Arion Bank operates in accordance with clear financial targets which the Bank releases publicly. The Bank’s financial targets were updated at the end of 2021 and apply for the next three years. All the financial targets for 2021 were reached with the exception of 17% CET 1 ratio. The Bank’s dividend payments and share buybacks form part of the strategy to reach this target.

Targets for 2021

Arion Bank published its financial targets in releases to the stock market and in the Bank’s interim financial statements. The table below shows the financial targets for 2021 and the results that were achieved.

  Target 2021
 Return on equity >10% 14.7%
 Operating income / REA >6.7% 7.6%
 Loan growth The loan book will grow in line with economic growth, with growth in mortgage
lending expected to outpace corporate lending
13.8%
 Cost-to-income ratio <45% 44.4%
 CET1 ratio ~17% 19.6%
 Dividend payout ratio* 50% 79.0%

* The Bank's dividend policy allows for a pay-out ratio of approximately 50% of net earnings attributable to shareholders through either dividends or buyback of the Bank’s shares or a combination of both. Additional distributions will be considered when Arion Bank’s capital levels are above the minimum requirements set by the regulators in addition to the Bank’s management buffer.

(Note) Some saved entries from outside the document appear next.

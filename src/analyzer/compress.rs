//! Compressed size measurement
//!
//! Only the compressed length is kept; the compressed bytes are discarded.

use flate2::write::GzEncoder;
use flate2::Compression;
use std::io::{self, Write};

/// Brotli quality used for measurement (maximum)
pub const BROTLI_QUALITY: u32 = 11;

/// Brotli window size (log2) used for measurement
pub const BROTLI_WINDOW: u32 = 22;

const BROTLI_BUFFER: usize = 4096;

/// Size of `bytes` after gzip at the default level
///
/// # Examples
///
/// ```
/// use artifact_size::analyzer::compress::gzip_size;
///
/// let size = gzip_size(&[b'a'; 1000]).unwrap();
/// assert!(size > 0 && size < 1000);
/// ```
pub fn gzip_size(bytes: &[u8]) -> io::Result<u64> {
    let mut encoder = GzEncoder::new(Vec::new(), Compression::default());
    encoder.write_all(bytes)?;
    Ok(encoder.finish()?.len() as u64)
}

/// Size of `bytes` after brotli at maximum quality
pub fn brotli_size(bytes: &[u8]) -> io::Result<u64> {
    let mut writer =
        brotli::CompressorWriter::new(Vec::new(), BROTLI_BUFFER, BROTLI_QUALITY, BROTLI_WINDOW);
    writer.write_all(bytes)?;
    // into_inner finishes the stream
    Ok(writer.into_inner().len() as u64)
}
//! Artifact configuration
//!
//! This module provides:
//! - The JSON/TOML config file schema
//! - Validation and normalization into [`NormalizedConfig`]
//! - Loading through [`ConfigLoader`]

pub mod file;
pub mod loader;

pub use file::{
    ArtifactConfig, CompressionAlgorithm, CompressionSetting, ConfigFile, NormalizedArtifactConfig,
    NormalizedConfig, OneOrMany,
};
pub use loader::ConfigLoader;
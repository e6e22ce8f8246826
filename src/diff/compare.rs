//! Snapshot differ

use super::{DiffRecord, DiffStatus, MetricDiff};
use crate::snapshot::ArtifactSnapshot;
use std::collections::{HashMap, HashSet};

impl DiffRecord {
    /// Diff for an artifact present in both snapshots
    pub fn updated(base: &ArtifactSnapshot, current: &ArtifactSnapshot) -> Self {
        Self {
            id: current.id.clone(),
            name: current.name.clone(),
            status: DiffStatus::Updated,
            raw: MetricDiff::new(base.size, current.size),
            gzip: MetricDiff::between(base.gzip, current.gzip),
            brotli: MetricDiff::between(base.brotli, current.brotli),
            old_files: base.files.clone(),
            new_files: current.files.clone(),
        }
    }

    /// Diff for an artifact that only exists in the current snapshot
    pub fn added(current: &ArtifactSnapshot) -> Self {
        Self {
            id: current.id.clone(),
            name: current.name.clone(),
            status: DiffStatus::Added,
            raw: MetricDiff::new(0, current.size),
            gzip: current.gzip.map(|size| MetricDiff::new(0, size)),
            brotli: current.brotli.map(|size| MetricDiff::new(0, size)),
            old_files: Vec::new(),
            new_files: current.files.clone(),
        }
    }

    /// Diff for an artifact that only exists in the base snapshot
    pub fn removed(base: &ArtifactSnapshot) -> Self {
        Self {
            id: base.id.clone(),
            name: base.name.clone(),
            status: DiffStatus::Removed,
            raw: MetricDiff::new(base.size, 0),
            gzip: base.gzip.map(|size| MetricDiff::new(size, 0)),
            brotli: base.brotli.map(|size| MetricDiff::new(size, 0)),
            old_files: base.files.clone(),
            new_files: Vec::new(),
        }
    }
}

/// Compare two snapshots, matching artifacts by id
///
/// Records are ordered with every base id first (in base order), followed by
/// ids only present in `current` (in current order). Each id appears once.
///
/// # Examples
///
/// ```
/// use artifact_size::diff::{compare_artifacts, DiffStatus};
/// use artifact_size::snapshot::{ArtifactSnapshot, Compression};
///
/// let base = vec![ArtifactSnapshot::from_files("app", "app", vec![], Compression::ALL)];
/// let current = vec![ArtifactSnapshot::from_files("lib", "lib", vec![], Compression::ALL)];
///
/// let diff = compare_artifacts(&base, &current);
/// assert_eq!(diff[0].status, DiffStatus::Removed);
/// assert_eq!(diff[1].status, DiffStatus::Added);
/// ```
pub fn compare_artifacts(
    base: &[ArtifactSnapshot],
    current: &[ArtifactSnapshot],
) -> Vec<DiffRecord> {
    let current_by_id: HashMap<&str, &ArtifactSnapshot> =
        current.iter().map(|a| (a.id.as_str(), a)).collect();
    let mut seen: HashSet<&str> = HashSet::with_capacity(base.len() + current.len());
    let mut records = Vec::with_capacity(base.len() + current.len());

    for artifact in base {
        if !seen.insert(artifact.id.as_str()) {
            continue;
        }
        let record = match current_by_id.get(artifact.id.as_str()) {
            Some(current_artifact) => DiffRecord::updated(artifact, current_artifact),
            None => DiffRecord::removed(artifact),
        };
        records.push(record);
    }

    for artifact in current {
        if seen.insert(artifact.id.as_str()) {
            records.push(DiffRecord::added(artifact));
        }
    }

    records
}
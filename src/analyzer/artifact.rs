//! Per-file and per-artifact measurement

use super::compress::{brotli_size, gzip_size};
use super::files::resolve_files;
use crate::config::{NormalizedArtifactConfig, NormalizedConfig};
use crate::error::ArtifactSizeError;
use crate::infra::FileSystem;
use crate::snapshot::{ArtifactSnapshot, Compression, FileEntry};
use rayon::prelude::*;
use std::path::Path;

/// Measure one file
///
/// `filename` is resolved against `cwd` and recorded as given. The file is
/// only read when at least one algorithm is enabled.
pub fn file_size<F: FileSystem>(
    filename: &str,
    cwd: &Path,
    compression: Compression,
    fs: &F,
) -> Result<FileEntry, ArtifactSizeError> {
    let path = cwd.join(filename);
    let io_error = |source| ArtifactSizeError::Io {
        context: format!("reading {}", path.display()),
        source,
    };

    let size = fs.metadata(&path).map_err(io_error)?.len();

    let (gzip, brotli) = if compression.gzip || compression.brotli {
        let bytes = fs.read(&path).map_err(io_error)?;
        let gzip = if compression.gzip {
            Some(gzip_size(&bytes).map_err(io_error)?)
        } else {
            None
        };
        let brotli = if compression.brotli {
            Some(brotli_size(&bytes).map_err(io_error)?)
        } else {
            None
        };
        (gzip, brotli)
    } else {
        (None, None)
    };

    Ok(FileEntry {
        filename: filename.to_string(),
        size,
        gzip,
        brotli,
    })
}

/// Measure every file of one artifact
///
/// # Examples
///
/// ```no_run
/// use artifact_size::analyzer::analyze_artifact;
/// use artifact_size::config::ConfigLoader;
/// use artifact_size::infra::RealFileSystem;
/// use std::path::Path;
///
/// let config = ConfigLoader::load(Path::new("artifact-size.json"))?;
/// for artifact in &config.artifacts {
///     let snapshot = analyze_artifact(artifact, Path::new("."), &RealFileSystem)?;
///     println!("{}: {} bytes", snapshot.name, snapshot.size);
/// }
/// # Ok::<(), anyhow::Error>(())
/// ```
pub fn analyze_artifact<F: FileSystem>(
    artifact: &NormalizedArtifactConfig,
    cwd: &Path,
    fs: &F,
) -> Result<ArtifactSnapshot, ArtifactSizeError> {
    let compression = artifact.compression_flags();
    let files = resolve_files(artifact, cwd)?
        .iter()
        .map(|filename| file_size(filename, cwd, compression, fs))
        .collect::<Result<Vec<_>, _>>()?;

    Ok(ArtifactSnapshot::from_files(
        artifact.id.as_str(),
        artifact.name.as_str(),
        files,
        compression,
    ))
}

/// Measure all configured artifacts in parallel, keeping config order
pub fn analyze_all<F: FileSystem + Sync>(
    config: &NormalizedConfig,
    cwd: &Path,
    fs: &F,
) -> Result<Vec<ArtifactSnapshot>, ArtifactSizeError> {
    config
        .artifacts
        .par_iter()
        .map(|artifact| analyze_artifact(artifact, cwd, fs))
        .collect()
}
//! Unchanged-artifact filtering

use super::DiffRecord;
use serde::{Deserialize, Serialize};

/// How size-identical artifacts are presented in a report
#[derive(
    Debug, Clone, Copy, Default, PartialEq, Eq, Hash, Serialize, Deserialize, clap::ValueEnum,
)]
#[serde(rename_all = "lowercase")]
pub enum UnchangedMode {
    /// Keep unchanged artifacts in the main table
    #[default]
    Show,
    /// Drop unchanged artifacts and mention how many were omitted
    Hide,
    /// Move unchanged artifacts into a collapsible section
    Collapse,
}

impl std::fmt::Display for UnchangedMode {
    fn fmt(&self, f: &mut std::fmt::Formatter<'_>) -> std::fmt::Result {
        let s = match self {
            UnchangedMode::Show => "show",
            UnchangedMode::Hide => "hide",
            UnchangedMode::Collapse => "collapse",
        };
        write!(f, "{}", s)
    }
}

/// Select the records to display inline for `mode`
///
/// `Show` returns every record. `Hide` and `Collapse` both drop updated
/// records whose raw size did not change; added and removed records are
/// always kept. Order is preserved.
///
/// # Examples
///
/// ```
/// use artifact_size::diff::{compare_artifacts, filter_unchanged, UnchangedMode};
/// use artifact_size::snapshot::{ArtifactSnapshot, Compression};
///
/// let snapshot = vec![ArtifactSnapshot::from_files("app", "app", vec![], Compression::ALL)];
/// let diff = compare_artifacts(&snapshot, &snapshot);
///
/// assert_eq!(filter_unchanged(&diff, UnchangedMode::Show).len(), 1);
/// assert!(filter_unchanged(&diff, UnchangedMode::Hide).is_empty());
/// ```
pub fn filter_unchanged(records: &[DiffRecord], mode: UnchangedMode) -> Vec<&DiffRecord> {
    match mode {
        UnchangedMode::Show => records.iter().collect(),
        UnchangedMode::Hide | UnchangedMode::Collapse => {
            records.iter().filter(|r| !r.is_unchanged()).collect()
        }
    }
}
//! Plain text backend for snapshot comparisons

use super::{colorize, FormatOptions, NO_CHANGES};
use crate::diff::{filter_unchanged, DiffRecord, DiffStatus, MetricDiff};
use crate::fmt::{pretty_size, signed_count, signed_delta};

/// Separator between artifacts
const RECORD_SEPARATOR: &str = "\n\n";

pub(super) fn render(records: &[DiffRecord], options: &FormatOptions) -> String {
    let filtered = filter_unchanged(records, options.unchanged);

    if filtered.is_empty() {
        return if options.header {
            NO_CHANGES.to_string()
        } else {
            String::new()
        };
    }

    filtered
        .iter()
        .map(|record| match record.status {
            DiffStatus::Removed => format!("{}: {}", record.name, record.status.as_str()),
            DiffStatus::Added | DiffStatus::Updated => render_record(record, options.color),
        })
        .collect::<Vec<_>>()
        .join(RECORD_SEPARATOR)
}

fn render_record(record: &DiffRecord, color: bool) -> String {
    let mut parts = vec![
        format!(
            "files={} ({})",
            colorize(&record.new_files.len().to_string(), color),
            signed_count(record.file_count_delta())
        ),
        metric("size", &record.raw, color),
    ];

    if let Some(gzip) = &record.gzip {
        parts.push(metric("gzip", gzip, color));
    }
    if let Some(brotli) = &record.brotli {
        parts.push(metric("brotli", brotli, color));
    }

    format!("{}: {}", record.name, parts.join(", "))
}

/// `label=<new size> (<delta>)`
fn metric(label: &str, metric: &MetricDiff, color: bool) -> String {
    format!(
        "{}={} ({})",
        label,
        colorize(&pretty_size(metric.new_size), color),
        signed_delta(metric.difference)
    )
}
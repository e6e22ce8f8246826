#![warn(missing_docs)]
#![warn(clippy::unwrap_used)]
#![cfg_attr(test, allow(clippy::unwrap_used))]

//! artifact-size library
//!
//! Measures the raw, gzip and brotli sizes of groups of build outputs
//! ("artifacts"), and compares two such measurements into a change report.
//! It can be used programmatically in addition to the CLI interface.
//!
//! # Basic Example
//!
//! Comparing two snapshots:
//!
//! ```
//! use artifact_size::diff::{compare_artifacts, DiffStatus};
//! use artifact_size::snapshot::{ArtifactSnapshot, Compression, FileEntry};
//!
//! let file = |size| FileEntry {
//!     filename: "dist/app.js".to_string(),
//!     size,
//!     gzip: Some(size / 2),
//!     brotli: Some(size / 3),
//! };
//! let base = vec![ArtifactSnapshot::from_files("app", "app", vec![file(900)], Compression::ALL)];
//! let current = vec![ArtifactSnapshot::from_files("app", "app", vec![file(1200)], Compression::ALL)];
//!
//! let diff = compare_artifacts(&base, &current);
//! assert_eq!(diff[0].status, DiffStatus::Updated);
//! assert_eq!(diff[0].raw.difference, 300);
//! assert_eq!(diff[0].gzip.unwrap().difference, 150);
//! ```
//!
//! # Advanced Example: Reports
//!
//! Rendering a comparison for a pull request comment:
//!
//! ```
//! use artifact_size::diff::compare_artifacts;
//! use artifact_size::report::{format_diff, Format, FormatOptions, UnchangedMode};
//! use artifact_size::snapshot::{ArtifactSnapshot, Compression};
//!
//! let empty = |id: &str| ArtifactSnapshot::from_files(id, id, vec![], Compression::NONE);
//! let base = vec![empty("app"), empty("vendor")];
//! let current = vec![empty("app"), empty("vendor"), empty("worker")];
//!
//! let diff = compare_artifacts(&base, &current);
//! let options = FormatOptions {
//!     unchanged: UnchangedMode::Hide,
//!     ..Default::default()
//! };
//! let markdown = format_diff(&diff, Format::Markdown, &options);
//!
//! assert!(markdown.starts_with("## Artifact sizes\n\n"));
//! assert!(markdown.contains("worker"));
//! assert!(!markdown.contains("| vendor |"));
//! ```

/// File scanning and size measurement
pub mod analyzer;
/// CI/CD output targets
pub mod cicd;
/// Command handlers for CLI operations
pub mod cmd;
/// Configuration file loading and validation
pub mod config;
/// Snapshot comparison and filtering
pub mod diff;
/// Enhanced error types with contextual suggestions
pub mod error;
/// Shared formatting utilities
pub mod fmt;
/// Infrastructure traits for filesystem access
pub mod infra;
/// Report rendering
pub mod report;
/// Size measurement data model
pub mod snapshot;
//! CI/CD integration
//!
//! Provides:
//! - `format:target` output arguments
//! - Report files written relative to the working directory
//! - GitHub Actions step outputs via `$GITHUB_OUTPUT`

pub mod output;

pub use output::{write_file, write_github, OutputSpec, OutputSpecError};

As the table illustrates, the Bank reached all its main operating targets in 2021. However, the 17% CET1 ratio was not achieved. At year-end the Bank had surplus capital of ISK 21 billion and the CET1 ratio was 19.6%. The release of surplus capital has proceeded more slowly than planned, partly due to the restrictions imposed on dividend payments due to the global pandemic.

Share buybacks and dividend payments totalled ISK 31.5 billion in 2021. The board of directors will propose at the Bank’s AGM on 16 March 2021 that dividends of ISK 22.5 billion be paid to the Bank’s shareholders. This is equivalent to ISK 15 a share. Furthermore, there may be a special dividend payment if the Icelandic Competition Authority approves the acquisition by Rapyd of the Bank’s subsidiary Valitor.

Updated 3-year targets

The board of directors approved the Bank’s new financial targets in December 2021 following the updating of the Bank’s business plan. The updated targets are shown below.

  New target
 Return on equity >13%
 Operating income / REA >7.3%
 Insurance premium growth Premium growth (net of reinsurance) to exceed the growth of the domestic market by more than 3 percentage points
 Loan growth In line with nominal economic growth
 Cost-to-income ratio <45%
 CET1 ratio ~17%
 Dividend payout ratio* 50%

* The Bank's dividend policy allows for a Pay-out ratio of approximately 50% of net earnings attributable to shareholders through either dividends or buy-back of the Bank’s shares or a combination of both. Additional distributions will be considered when Arion Bank’s capital levels are above the minimum requirements set by the regulators in addition to the Bank’s management buffer.

Setting clear targets is the key to success

In addition to these financial targets, the Bank and its divisions work towards a range of other targets. Many of them are integral to the Bank’s bonus scheme, and the employees can monitor how these targets develop throughout the year. Such indicators include knowledge of customers (KYC/AML), uptime of online banking and the app, and employer net promoter score.